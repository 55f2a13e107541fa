//! Commodity Channel Index (CCI) indicator.

use crate::services::signals::{make_reading, math, Indicator};
use crate::types::{Candle, IndicatorReading, SignalTag};

/// CCI: typical-price deviation from its SMA, scaled by 0.015 times the
/// rolling mean absolute deviation.
///
/// The deviation series measures each bar's typical price against the SMA
/// at that bar, and the MAD is a rolling mean over those deviations (the
/// reference convention, not the textbook in-window MAD).
///
/// - 100 or above: buy-leaning
/// - -100 or below: sell-leaning
pub struct Cci {
    period: usize,
}

impl Default for Cci {
    fn default() -> Self {
        Self { period: 14 }
    }
}

impl Cci {
    pub fn new(period: usize) -> Self {
        Self { period }
    }

    fn tag(value: f64) -> SignalTag {
        if value >= 100.0 {
            SignalTag::Buy
        } else if value <= -100.0 {
            SignalTag::Sell
        } else {
            SignalTag::Neutral
        }
    }
}

impl Indicator for Cci {
    fn id(&self) -> &str {
        "cci"
    }

    fn name(&self) -> &str {
        "CCI(14)"
    }

    fn min_periods(&self) -> usize {
        self.period * 2 - 1
    }

    fn evaluate(&self, candles: &[Candle]) -> Option<IndicatorReading> {
        let tp: Vec<Option<f64>> = candles
            .iter()
            .map(|c| Some((c.high + c.low + c.close) / 3.0))
            .collect();

        let ma = math::rolling_mean(&tp, self.period);
        let deviation: Vec<Option<f64>> = tp
            .iter()
            .zip(ma.iter())
            .map(|(t, m)| match (t, m) {
                (Some(t), Some(m)) => Some((t - m).abs()),
                _ => None,
            })
            .collect();
        let mad = math::rolling_mean(&deviation, self.period);

        let last = candles.len().checked_sub(1)?;
        let (tp, ma, mad) = match (tp[last], ma[last], mad[last]) {
            (Some(t), Some(m), Some(d)) if d > 0.0 => (t, m, d),
            _ => return None,
        };

        let value = (tp - ma) / (0.015 * mad);
        Some(make_reading(self.name(), value, Self::tag(value)))
    }
}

________________

▶ [To do]
While keeping every line the same, please copy out all the records.

▶ [Worked solution]
repository 55f2a13e107541fa
//! Commodity Channel Index (CCI) indicator.

use crate::services::signals::{make_reading, math, Indicator};
use crate::types::{Candle, IndicatorReading, SignalTag};

/// CCI: typical-price deviation from its SMA, scaled by 0.015 times the
/// rolling mean absolute deviation.
///
/// The deviation series measures each bar's typical price against the SMA
/// at that bar, and the MAD is a rolling mean over those deviations (the
/// reference convention, not the textbook in-window MAD).
///
/// - 100 or above: buy-leaning
/// - -100 or below: sell-leaning
pub struct Cci {
    period: usize,
}

impl Default for Cci {
    fn default() -> Self {
        Self { period: 14 }
    }
}

impl Cci {
    pub fn new(period: usize) -> Self {
        Self { period }
    }

    fn tag(value: f64) -> SignalTag {
        if value >= 100.0 {
            SignalTag::Buy
        } else if value <= -100.0 {
            SignalTag::Sell
        } else {
            SignalTag::Neutral
        }
    }
}

impl Indicator for Cci {
    fn id(&self) -> &str {
        "cci"
    }

    fn name(&self) -> &str {
        "CCI(14)"
    }

    fn min_periods(&self) -> usize {
        self.period * 2 - 1
    }

    fn evaluate(&self, candles: &[Candle]) -> Option<IndicatorReading> {
        let tp: Vec<Option<f64>> = candles
            .iter()
            .map(|c| Some((c.high + c.low + c.close) / 3.0))
            .collect();

        let ma = math::rolling_mean(&tp, self.period);
        let deviation: Vec<Option<f64>> = tp
            .iter()
            .zip(ma.iter())
            .map(|(t, m)| match (t, m) {
                (Some(t), Some(m)) => Some((t - m).abs()),
                _ => None,
            })
            .collect();
        let mad = math::rolling_mean(&deviation, self.period);

        let last = candles.len().checked_sub(1)?;
        let (tp, ma, mad) = match (tp[last], ma[last], mad[last]) {
            (Some(t), Some(m), Some(d)) if d > 0.0 => (t, m, d),
            _ => return None,
        };

        let value = (tp - ma) / (0.015 * mad);
        Some(make_reading(self.name(), value, Self::tag(value)))
    }
}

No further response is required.